Beyond a raise: 5 Job perks to negotiate
Sure, we all want to make more money at our jobs, but that's not always feasible. The next time your big raise doesn't go through, try aiming for one of these slightly more attainable perks, instead.
1. Flex time
Flex time is about having the option to complete your workload outside the standard 9-to-5, 40 hours per week schedule. Examples of flex time could be working 10 hours a day Monday through Thursday and having Friday off, or working from home two days a week. Flex time is becoming more of the norm than the exception and numerous studies (such as the one in the book Human Autonomy in the Cross-Cultural Context by Marylene Gagne and Devasheesh Bhave) have shown that giving workers the autonomy to define their work hours leads to greater job satisfaction and productivity. When you ask your boss for flex time, cite those studies to help your case. More productivity is a win for her too.
2. More vacation time
Some people are so swamped that they never take the vacation time they are owed, much less ask for more vacation time. But rest is important in order to prevent burnout and a wedding, family emergency or other extenuating circumstances could necessitate the use of more vacation time than is normally allotted. When you ask for more vacation time, be sure that your performance is up to par. Also, if it is a last-minute request or a particularly hectic time for the company, have a plan in place to get certain projects done early and being accessible if needed.
3. Tuition reimbursement
If you would like to go back to school in order to attain a higher position in the company, ask your boss if she would be willing to offer tuition reimbursement. Typically, such arrangements involve the employee agreeing to stay at the company for a certain amount of time in exchange for the tuition reimbursement. Present the idea as an investment in the company. The additional education would increase your skill set, which you would use to augment your work performance.
4. New title
Maybe you've noticed the responsibilities and tasks associated with properly doing your job go well beyond your job title or description. Create a new title and job description for yourself that is more appropriate for your actual duties. You’re not asking for more money, just a more accurate title. Your well-documented job performance should be all the evidence you need to convince your employer of the new title. Additionally, the fancier title will look better on your resume and possibly give you a little leverage at your current job for your next salary negotiation.

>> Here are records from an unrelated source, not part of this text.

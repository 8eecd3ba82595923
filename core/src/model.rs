//! Entity model — master data, scenario configuration, and forecast output.
//!
//! All volumes are in c9l (nine-liter cases); the secondary unit is plain
//! liters at a fixed 9:1 ratio.

use crate::{
    fiscal::FiscalMonth,
    types::{ChannelSkuKey, FiscalYear, MonthIndex, ScenarioId},
};
use serde::{Deserialize, Serialize};

pub const LITERS_PER_CASE: f64 = 9.0;

#[derive(Debug, Clone, Serialize, Deserialize)]
pub struct Channel {
    pub code: String, // TT, MT
    pub name: String,
    pub active: bool,
}

#[derive(Debug, Clone, Serialize, Deserialize)]
pub struct SkuProduct {
    pub sku: String,
    pub brand: String,
    pub category_macro: String, // Spirits, Wine
    pub category: String,       // Vodka, Gin
    pub active: bool,
    pub description: String,
}

/// A channel/product link. The derived key is unique and immutable once
/// history references it.
#[derive(Debug, Clone, Serialize, Deserialize)]
pub struct ChannelSku {
    pub channel_code: String,
    pub sku: String,
    pub channel_sku_key: ChannelSkuKey,
    pub active: bool,
    /// Forecast is forced to zero strictly after this fiscal month.
    pub discontinue_effective: Option<FiscalMonth>,
}

pub fn channel_sku_key(channel_code: &str, sku: &str) -> ChannelSkuKey {
    format!("{channel_code}_{sku}")
}

#[derive(Debug, Clone, Serialize, Deserialize)]
pub struct HistoricMonthly {
    pub channel_sku_key: ChannelSkuKey,
    pub fy_start_year: FiscalYear,
    pub month_index: MonthIndex,
    pub c9l: f64,
}

#[derive(Debug, Clone, Serialize, Deserialize)]
pub struct Variable {
    pub code: String,
    pub name: String, // Seasonality, Status, BrandGrowth
    pub active: bool,
}

#[derive(Debug, Clone, Serialize, Deserialize)]
pub struct VariableCategory {
    pub variable_code: String,
    pub code: String,
    pub name: String, // High Season, Launch, Mature
    pub active: bool,
}

/// Maps a SKU to exactly one category per variable. A SKU with no
/// assignment for an active variable is surfaced as a missing factor,
/// never defaulted silently.
#[derive(Debug, Clone, Serialize, Deserialize)]
pub struct SkuVariableAssignment {
    pub sku: String,
    pub variable_code: String,
    pub category_code: String,
}

#[derive(Debug, Clone, Copy, PartialEq, Eq, Serialize, Deserialize)]
pub enum ScenarioStatus {
    Draft,
    Locked,
}

impl ScenarioStatus {
    pub fn as_str(&self) -> &'static str {
        match self {
            Self::Draft => "DRAFT",
            Self::Locked => "LOCKED",
        }
    }

    pub fn from_db(s: &str) -> Self {
        match s {
            "LOCKED" => Self::Locked,
            _ => Self::Draft,
        }
    }
}

#[derive(Debug, Clone, Serialize, Deserialize)]
pub struct Scenario {
    pub id: ScenarioId,
    pub name: String,
    pub fy_start_year: FiscalYear,
    pub status: ScenarioStatus,
    pub description: Option<String>,
    /// Lineage from a clone operation; drives equivalent-scenario resolution.
    pub source_scenario_id: Option<ScenarioId>,
    pub created_at: String,
}

#[derive(Debug, Clone, Serialize, Deserialize)]
pub struct ScenarioCoefficient {
    pub scenario_id: ScenarioId,
    pub variable_code: String,
    pub category_code: String,
    pub month_index: MonthIndex,
    pub value: f64, // multiplier, 1.0 = no effect
}

/// A manually entered base volume replacing the computed base for one
/// exact (key, month).
#[derive(Debug, Clone, Serialize, Deserialize)]
pub struct OverrideBaseMonthly {
    pub scenario_id: ScenarioId,
    pub channel_sku_key: ChannelSkuKey,
    pub fy_start_year: FiscalYear,
    pub month_index: MonthIndex,
    pub base_monthly_c9l: f64,
}

#[derive(Debug, Clone, Serialize, Deserialize)]
pub struct AppliedFactor {
    pub variable_code: String,
    pub category_code: Option<String>,
    pub value: f64,
    pub is_missing: bool,
}

/// One forecast output row. Entirely derived and disposable: every run
/// replaces all rows for its scenario.
#[derive(Debug, Clone, Serialize, Deserialize)]
pub struct ForecastMonthly {
    pub id: String,
    pub scenario_id: ScenarioId,
    pub channel_sku_key: ChannelSkuKey,
    pub fy_start_year: FiscalYear,
    pub month_index: MonthIndex,
    pub base_monthly_c9l: f64,
    pub forecast_c9l: f64,
    pub forecast_liters: f64,
    pub is_discontinued: bool,
    pub factors_applied: Vec<AppliedFactor>,
}

#[derive(Debug, Clone, Copy, PartialEq, Eq, Serialize, Deserialize)]
#[serde(rename_all = "SCREAMING_SNAKE_CASE")]
pub enum BaseSource {
    HistoricFyMinus1,
    Weighted7525,
}

#[derive(Debug, Clone, Serialize, Deserialize)]
pub struct ForecastStats {
    pub total_forecast_c9l: f64,
    pub total_base_c9l: f64,
    pub growth_percent: f64,
}

#[derive(Debug, Clone, Serialize, Deserialize)]
pub struct ForecastMetadata {
    pub base_source: BaseSource,
    pub base_details: String,
    pub warnings: Vec<String>,
    /// Name of the scenario that stood in for FY target-1 (weighted only).
    pub stand_in_scenario: Option<String>,
}

#[derive(Debug, Clone, Serialize, Deserialize)]
pub struct ForecastReport {
    pub stats: ForecastStats,
    pub metadata: ForecastMetadata,
    pub rows: Vec<ForecastMonthly>,
}

#[derive(Debug, Clone, Serialize, Deserialize)]
pub struct AuditEvent {
    pub id: String,
    pub occurred_at: String,
    pub actor: String,
    pub action: String, // FORECAST_RUN, CLONE, ...
    pub summary: String,
    pub entity_type: Option<String>,
    pub entity_id: Option<String>,
}
//! The forecast engine — the heart of the volume planner.
//!
//! RUN SHAPE (fixed, documented, never reordered):
//!   1. Load the scenario and snapshot every input (masters, assignments,
//!      active variables, scenario coefficients and overrides).
//!   2. Resolve the base strategy once for the whole run (base_volume).
//!   3. Iterate active channel/SKU links x 12 months (calculator).
//!   4. Aggregate totals, growth, and deduplicated warnings.
//!   5. Replace the scenario's output rows in one transaction and append
//!      one audit entry.
//!
//! RULES:
//!   - Fatal errors abort before step 5: no output rows, no audit entry.
//!   - No row outside forecast_monthly and audit_event is ever written.
//!   - LOCKED blocks editing elsewhere; it never blocks a run.

use crate::{
    base_volume::BaseVolumeResolver,
    calculator::{self, CalcContext},
    error::{PlanError, PlanResult},
    model::{AuditEvent, ForecastMetadata, ForecastMonthly, ForecastReport, ForecastStats},
    store::PlanStore,
    types::{ChannelSkuKey, MonthIndex},
};
use std::collections::{BTreeSet, HashMap};

pub struct ForecastEngine {
    pub store: PlanStore,
    actor: String,
}

impl ForecastEngine {
    pub fn new(store: PlanStore, actor: impl Into<String>) -> Self {
        Self {
            store,
            actor: actor.into(),
        }
    }

    /// Run the forecast for one scenario, replacing its prior output.
    ///
    /// Takes `&mut self`: two concurrent runs for the same scenario would
    /// race on the replace-all write, so callers serialize per scenario.
    pub fn run_forecast(&mut self, scenario_id: &str) -> PlanResult<ForecastReport> {
        let scenario = self
            .store
            .scenario_by_id(scenario_id)?
            .ok_or_else(|| PlanError::ScenarioNotFound {
                scenario_id: scenario_id.to_string(),
            })?;
        let target_fy = scenario.fy_start_year;

        // Snapshot-at-start: nothing below re-reads mutable configuration.
        let all_scenarios = self.store.all_scenarios()?;
        let links = self.store.active_channel_skus()?;
        let variables = self.store.active_variables()?;
        let assignments = self.store.all_assignments()?;
        let coefficients = self.store.coefficients_for_scenario(&scenario.id)?;
        let overrides = self.store.overrides_for_scenario(&scenario.id)?;

        let resolver = BaseVolumeResolver::prepare(&self.store, &scenario, &all_scenarios)?;

        let assignment_of: HashMap<(String, String), String> = assignments
            .into_iter()
            .map(|a| ((a.sku, a.variable_code), a.category_code))
            .collect();
        let coefficient_at: HashMap<(String, String, MonthIndex), f64> = coefficients
            .into_iter()
            .map(|c| ((c.variable_code, c.category_code, c.month_index), c.value))
            .collect();
        let override_at: HashMap<(ChannelSkuKey, MonthIndex), f64> = overrides
            .into_iter()
            .filter(|o| o.fy_start_year == target_fy)
            .map(|o| ((o.channel_sku_key, o.month_index), o.base_monthly_c9l))
            .collect();

        let ctx = CalcContext {
            scenario_id: &scenario.id,
            target_fy,
            variables: &variables,
            assignment_of: &assignment_of,
            coefficient_at: &coefficient_at,
            override_at: &override_at,
        };

        let mut warnings: BTreeSet<String> = BTreeSet::new();
        let mut output: Vec<ForecastMonthly> = Vec::with_capacity(links.len() * 12);
        let mut total_forecast = 0.0;
        let mut total_base = 0.0;

        for link in &links {
            let base = resolver.key_base(&link.channel_sku_key, &mut warnings);
            total_base += base.base_total;

            let rows = calculator::link_forecast(&ctx, link, base.monthly_base);
            total_forecast += rows.iter().map(|r| r.forecast_c9l).sum::<f64>();
            output.extend(rows);
        }

        let growth_percent = if total_base > 0.0 {
            (total_forecast - total_base) / total_base * 100.0
        } else {
            0.0
        };

        // Atomic swap: the full set is built in memory before any write.
        self.store.replace_forecasts(&scenario.id, &output)?;
        self.store.append_audit(&AuditEvent {
            id: uuid::Uuid::new_v4().to_string(),
            occurred_at: chrono::Utc::now().to_rfc3339(),
            actor: self.actor.clone(),
            action: "FORECAST_RUN".to_string(),
            summary: format!(
                "Forecast generated for '{}' (FY{target_fy}): {} rows, {:.1} c9l total",
                scenario.name,
                output.len(),
                total_forecast
            ),
            entity_type: Some("Scenario".to_string()),
            entity_id: Some(scenario.id.clone()),
        })?;

        log::info!(
            "scenario '{}': {} links, {:.1} c9l forecast, {:.1} c9l base, {:+.1}% growth, {} warnings",
            scenario.name,
            links.len(),
            total_forecast,
            total_base,
            growth_percent,
            warnings.len()
        );

        Ok(ForecastReport {
            stats: ForecastStats {
                total_forecast_c9l: total_forecast,
                total_base_c9l: total_base,
                growth_percent,
            },
            metadata: ForecastMetadata {
                base_source: resolver.base_source(),
                base_details: resolver.details(),
                warnings: warnings.into_iter().collect(),
                stand_in_scenario: resolver.stand_in_name(),
            },
            rows: output,
        })
    }
}
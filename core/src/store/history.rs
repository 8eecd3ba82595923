use super::PlanStore;
use crate::{
    error::PlanResult,
    model::HistoricMonthly,
    types::{ChannelSkuKey, FiscalYear},
};
use rusqlite::params;
use std::collections::HashMap;

/// Per-key volume sum and distinct-month count over one fiscal year.
#[derive(Debug, Clone, Copy, Default)]
pub struct VolumeSum {
    pub sum: f64,
    pub months: u32,
}

impl PlanStore {
    // ── Historic volumes ───────────────────────────────────────

    /// Append or update one observed month. History is never deleted here.
    pub fn upsert_history(&self, record: &HistoricMonthly) -> PlanResult<()> {
        self.conn.execute(
            "INSERT INTO historic_monthly (channel_sku_key, fy_start_year, month_index, c9l)
             VALUES (?1, ?2, ?3, ?4)
             ON CONFLICT(channel_sku_key, fy_start_year, month_index) DO UPDATE SET c9l = ?4",
            params![
                record.channel_sku_key,
                record.fy_start_year,
                record.month_index,
                record.c9l,
            ],
        )?;
        Ok(())
    }

    /// All observed months for one fiscal year, ordered by key then month.
    pub fn history_for_fy(&self, fy: FiscalYear) -> PlanResult<Vec<HistoricMonthly>> {
        let mut stmt = self.conn.prepare(
            "SELECT channel_sku_key, fy_start_year, month_index, c9l
             FROM historic_monthly WHERE fy_start_year = ?1
             ORDER BY channel_sku_key ASC, month_index ASC",
        )?;
        let rows = stmt.query_map(params![fy], |row| {
            Ok(HistoricMonthly {
                channel_sku_key: row.get(0)?,
                fy_start_year: row.get(1)?,
                month_index: row.get(2)?,
                c9l: row.get(3)?,
            })
        })?;
        rows.collect::<Result<Vec<_>, _>>().map_err(Into::into)
    }

    pub fn history_exists_for_fy(&self, fy: FiscalYear) -> PlanResult<bool> {
        let count: i64 = self.conn.query_row(
            "SELECT COUNT(*) FROM historic_monthly WHERE fy_start_year = ?1",
            params![fy],
            |row| row.get(0),
        )?;
        Ok(count > 0)
    }

    /// Sum and month count per key for one fiscal year.
    pub fn history_sums_for_fy(
        &self,
        fy: FiscalYear,
    ) -> PlanResult<HashMap<ChannelSkuKey, VolumeSum>> {
        let mut stmt = self.conn.prepare(
            "SELECT channel_sku_key, SUM(c9l), COUNT(*)
             FROM historic_monthly WHERE fy_start_year = ?1
             GROUP BY channel_sku_key",
        )?;
        let rows = stmt.query_map(params![fy], |row| {
            Ok((
                row.get::<_, String>(0)?,
                VolumeSum {
                    sum: row.get(1)?,
                    months: row.get::<_, i64>(2)? as u32,
                },
            ))
        })?;
        rows.collect::<Result<HashMap<_, _>, _>>().map_err(Into::into)
    }
}
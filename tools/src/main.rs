//! forecast-runner: headless forecast runner for the volume planner.
//!
//! Usage:
//!   forecast-runner --db plan.db --scenario <id>
//!   forecast-runner --seed-demo            (in-memory demo run)

use anyhow::{bail, Result};
use volplan_core::{
    engine::ForecastEngine,
    fiscal::{month_label, FiscalMonth},
    model::{
        Channel, HistoricMonthly, Scenario, ScenarioCoefficient, ScenarioStatus, SkuProduct,
        SkuVariableAssignment, Variable, VariableCategory,
    },
    store::PlanStore,
};
use std::env;

fn main() -> Result<()> {
    env_logger::init();

    let args: Vec<String> = env::args().collect();
    let db = arg_value(&args, "--db").unwrap_or(":memory:");
    let actor = arg_value(&args, "--actor").unwrap_or("forecast-runner");
    let seed_demo_flag = args.iter().any(|a| a == "--seed-demo");
    let json = args.iter().any(|a| a == "--json");

    let store = if db == ":memory:" {
        PlanStore::in_memory()?
    } else {
        PlanStore::open(db)?
    };
    store.migrate()?;

    let scenario_id = match (arg_value(&args, "--scenario"), seed_demo_flag) {
        (Some(id), _) => id.to_string(),
        (None, true) => seed_demo(&store)?,
        (None, false) => bail!("either --scenario <id> or --seed-demo is required"),
    };

    let mut engine = ForecastEngine::new(store, actor);
    let report = engine.run_forecast(&scenario_id)?;

    if json {
        println!("{}", serde_json::to_string_pretty(&report)?);
        return Ok(());
    }

    println!("=== FORECAST RUN ===");
    println!("  scenario:   {scenario_id}");
    println!("  strategy:   {:?}", report.metadata.base_source);
    println!("  details:    {}", report.metadata.base_details);
    if let Some(stand_in) = &report.metadata.stand_in_scenario {
        println!("  stand-in:   {stand_in}");
    }
    println!("  forecast:   {:.1} c9l", report.stats.total_forecast_c9l);
    println!("  base:       {:.1} c9l", report.stats.total_base_c9l);
    println!("  growth:     {:+.1}%", report.stats.growth_percent);
    let mut monthly_totals = [0.0f64; 12];
    for row in &report.rows {
        if let Some(slot) = (row.month_index as usize)
            .checked_sub(1)
            .and_then(|i| monthly_totals.get_mut(i))
        {
            *slot += row.forecast_c9l;
        }
    }
    println!("  by month:");
    for (i, total) in monthly_totals.iter().enumerate() {
        println!("    {:<4}{total:>12.1}", month_label(i as u32 + 1));
    }
    if report.metadata.warnings.is_empty() {
        println!("  warnings:   none");
    } else {
        println!("  warnings:");
        for warning in &report.metadata.warnings {
            println!("    - {warning}");
        }
    }
    Ok(())
}

fn arg_value<'a>(args: &'a [String], flag: &str) -> Option<&'a str> {
    args.windows(2)
        .find(|w| w[0] == flag)
        .map(|w| w[1].as_str())
}

/// Load a small demo dataset: two channels, three SKUs, one full prior
/// fiscal year of history, and a DRAFT scenario with a seasonality table.
/// Returns the scenario id to run.
fn seed_demo(store: &PlanStore) -> Result<String> {
    let target_fy = 2025;
    let prior_fy = target_fy - 1;

    for (code, name) in [("TT", "Traditional Trade"), ("MT", "Modern Trade")] {
        store.upsert_channel(&Channel {
            code: code.into(),
            name: name.into(),
            active: true,
        })?;
    }

    let skus = [
        ("SKU_100", "Brand A", "Spirits", "Vodka"),
        ("SKU_200", "Brand B", "Wine", "Red"),
        ("SKU_300", "Brand C", "Spirits", "Gin"),
    ];
    for (sku, brand, macro_cat, cat) in skus {
        store.upsert_sku(&SkuProduct {
            sku: sku.into(),
            brand: brand.into(),
            category_macro: macro_cat.into(),
            category: cat.into(),
            active: true,
            description: String::new(),
        })?;
    }

    let mut keys = Vec::new();
    for (channel, sku, base) in [
        ("TT", "SKU_100", 120.0),
        ("MT", "SKU_100", 480.0),
        ("TT", "SKU_200", 80.0),
        ("MT", "SKU_300", 40.0),
    ] {
        let link = store.upsert_channel_sku(channel, sku, true)?;
        for month in 1..=12u32 {
            store.upsert_history(&HistoricMonthly {
                channel_sku_key: link.channel_sku_key.clone(),
                fy_start_year: prior_fy,
                month_index: month,
                c9l: base,
            })?;
        }
        keys.push(link.channel_sku_key);
    }

    // SKU_300 stops selling after October (month 7).
    store.set_discontinuation(
        "MT_SKU_300",
        Some(FiscalMonth {
            fy_start_year: target_fy,
            month_index: 7,
        }),
    )?;

    store.upsert_variable(&Variable {
        code: "SEASON".into(),
        name: "Seasonality".into(),
        active: true,
    })?;
    for (code, name) in [("HIGH", "High Season"), ("FLAT", "Flat")] {
        store.upsert_variable_category(&VariableCategory {
            variable_code: "SEASON".into(),
            code: code.into(),
            name: name.into(),
            active: true,
        })?;
    }
    for sku in ["SKU_100", "SKU_200"] {
        store.upsert_assignment(&SkuVariableAssignment {
            sku: sku.into(),
            variable_code: "SEASON".into(),
            category_code: "HIGH".into(),
        })?;
    }

    let scenario = Scenario {
        id: "demo-fy2025".into(),
        name: format!("Demo Plan FY{target_fy}"),
        fy_start_year: target_fy,
        status: ScenarioStatus::Draft,
        description: Some("Seeded demo scenario".into()),
        source_scenario_id: None,
        created_at: chrono::Utc::now().to_rfc3339(),
    };
    store.insert_scenario(&scenario)?;

    // December (month 9) peaks at 1.3x for high-season SKUs.
    store.upsert_coefficient(&ScenarioCoefficient {
        scenario_id: scenario.id.clone(),
        variable_code: "SEASON".into(),
        category_code: "HIGH".into(),
        month_index: 9,
        value: 1.3,
    })?;

    log::info!("demo data seeded: {} links, scenario '{}'", keys.len(), scenario.name);
    Ok(scenario.id)
}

You could use an extra arm or two some days and maybe hiring an assistant is not feasible. Hiring interns could be a happy medium. The interns are in need of experience and college credit and you need help. Convince your boss that you an extra person or two and devise a plan to hire and manage your new stable of interns. The ultimate goal is to unburden yourself with busy work, so that you can focus on the finer details of your job and be more productive.